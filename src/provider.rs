//! Provider abstractions for the remote endpoints the board reads from

use crate::{
    error::FetchError,
    types::{CoinRecord, Currency, NewsArticle},
};
use async_trait::async_trait;

/// Source of the coin market listing
///
/// Implementations return the list ordered by descending market cap, with
/// 7-day sparkline samples included.
#[async_trait]
pub trait MarketDataProvider: Send + Sync {
    /// Fetches up to `limit` coin records
    async fn fetch_markets(&self, limit: usize) -> Result<Vec<CoinRecord>, FetchError>;

    /// Returns the name of this provider
    fn provider_name(&self) -> &'static str;
}

/// Source of USD conversion rates
#[async_trait]
pub trait ExchangeRateProvider: Send + Sync {
    /// Fetches how many units of `currency` one USD buys
    async fn fetch_rate(&self, currency: Currency) -> Result<f64, FetchError>;

    /// Returns the name of this provider
    fn provider_name(&self) -> &'static str;
}

/// Source of news articles
#[async_trait]
pub trait NewsProvider: Send + Sync {
    /// Fetches up to `page_size` articles matching `query`
    async fn fetch_articles(
        &self,
        query: &str,
        page_size: usize,
    ) -> Result<Vec<NewsArticle>, FetchError>;

    /// Returns the name of this provider
    fn provider_name(&self) -> &'static str;
}

#[cfg(test)]
pub mod mock {
    use super::*;
    use reqwest::StatusCode;
    use std::collections::VecDeque;
    use std::sync::atomic::{AtomicUsize, Ordering};
    use std::sync::{Arc, Mutex};
    use std::time::Duration;

    /// Scripted response queue shared by the mock providers
    ///
    /// Responses are consumed in order; the last one is repeated once the
    /// queue is down to a single entry.
    struct Script<T> {
        responses: Mutex<VecDeque<Result<T, FetchError>>>,
        calls: AtomicUsize,
        delay: Mutex<Option<Duration>>,
    }

    impl<T: Clone> Script<T> {
        fn new() -> Self {
            Self {
                responses: Mutex::new(VecDeque::new()),
                calls: AtomicUsize::new(0),
                delay: Mutex::new(None),
            }
        }

        fn push(&self, response: Result<T, FetchError>) {
            self.responses.lock().unwrap().push_back(response);
        }

        async fn next(&self) -> Result<T, FetchError> {
            self.calls.fetch_add(1, Ordering::SeqCst);
            let delay = *self.delay.lock().unwrap();
            if let Some(delay) = delay {
                tokio::time::sleep(delay).await;
            }

            let mut responses = self.responses.lock().unwrap();
            let response = if responses.len() > 1 {
                responses.pop_front()
            } else {
                responses.front().cloned()
            };
            response.unwrap_or_else(|| Err(FetchError::invalid_response("no scripted response")))
        }
    }

    pub fn unavailable() -> FetchError {
        FetchError::http(StatusCode::SERVICE_UNAVAILABLE, "unavailable")
    }

    /// Mock market provider for testing
    #[derive(Clone)]
    pub struct MockMarketProvider {
        script: Arc<Script<Vec<CoinRecord>>>,
    }

    impl Default for MockMarketProvider {
        fn default() -> Self {
            Self::new()
        }
    }

    impl MockMarketProvider {
        pub fn new() -> Self {
            Self {
                script: Arc::new(Script::new()),
            }
        }

        pub fn push_records(&self, records: Vec<CoinRecord>) {
            self.script.push(Ok(records));
        }

        pub fn push_error(&self, error: FetchError) {
            self.script.push(Err(error));
        }

        pub fn set_delay(&self, delay: Duration) {
            *self.script.delay.lock().unwrap() = Some(delay);
        }

        pub fn call_count(&self) -> usize {
            self.script.calls.load(Ordering::SeqCst)
        }
    }

    #[async_trait]
    impl MarketDataProvider for MockMarketProvider {
        async fn fetch_markets(&self, limit: usize) -> Result<Vec<CoinRecord>, FetchError> {
            let mut records = self.script.next().await?;
            records.truncate(limit);
            Ok(records)
        }

        fn provider_name(&self) -> &'static str {
            "mock"
        }
    }

    /// Mock exchange-rate provider for testing
    #[derive(Clone)]
    pub struct MockRateProvider {
        script: Arc<Script<f64>>,
    }

    impl Default for MockRateProvider {
        fn default() -> Self {
            Self::new()
        }
    }

    impl MockRateProvider {
        pub fn new() -> Self {
            Self {
                script: Arc::new(Script::new()),
            }
        }

        pub fn push_rate(&self, rate: f64) {
            self.script.push(Ok(rate));
        }

        pub fn push_error(&self, error: FetchError) {
            self.script.push(Err(error));
        }

        pub fn call_count(&self) -> usize {
            self.script.calls.load(Ordering::SeqCst)
        }
    }

    #[async_trait]
    impl ExchangeRateProvider for MockRateProvider {
        async fn fetch_rate(&self, _currency: Currency) -> Result<f64, FetchError> {
            self.script.next().await
        }

        fn provider_name(&self) -> &'static str {
            "mock"
        }
    }

    /// Mock news provider for testing
    #[derive(Clone)]
    pub struct MockNewsProvider {
        script: Arc<Script<Vec<NewsArticle>>>,
    }

    impl Default for MockNewsProvider {
        fn default() -> Self {
            Self::new()
        }
    }

    impl MockNewsProvider {
        pub fn new() -> Self {
            Self {
                script: Arc::new(Script::new()),
            }
        }

        pub fn push_articles(&self, articles: Vec<NewsArticle>) {
            self.script.push(Ok(articles));
        }

        pub fn push_error(&self, error: FetchError) {
            self.script.push(Err(error));
        }

        pub fn call_count(&self) -> usize {
            self.script.calls.load(Ordering::SeqCst)
        }
    }

    #[async_trait]
    impl NewsProvider for MockNewsProvider {
        async fn fetch_articles(
            &self,
            _query: &str,
            page_size: usize,
        ) -> Result<Vec<NewsArticle>, FetchError> {
            let mut articles = self.script.next().await?;
            articles.truncate(page_size);
            Ok(articles)
        }

        fn provider_name(&self) -> &'static str {
            "mock"
        }
    }
}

━━━━━━━━━━━━━━━━

WHAT YOU ARE ASKED TO DO
Which of the lines in the data contain the string "MockNewsProvider"? Return each one.

EXERCISE SOLUTION
    pub struct MockNewsProvider {
    impl Default for MockNewsProvider {
    impl MockNewsProvider {
    impl NewsProvider for MockNewsProvider {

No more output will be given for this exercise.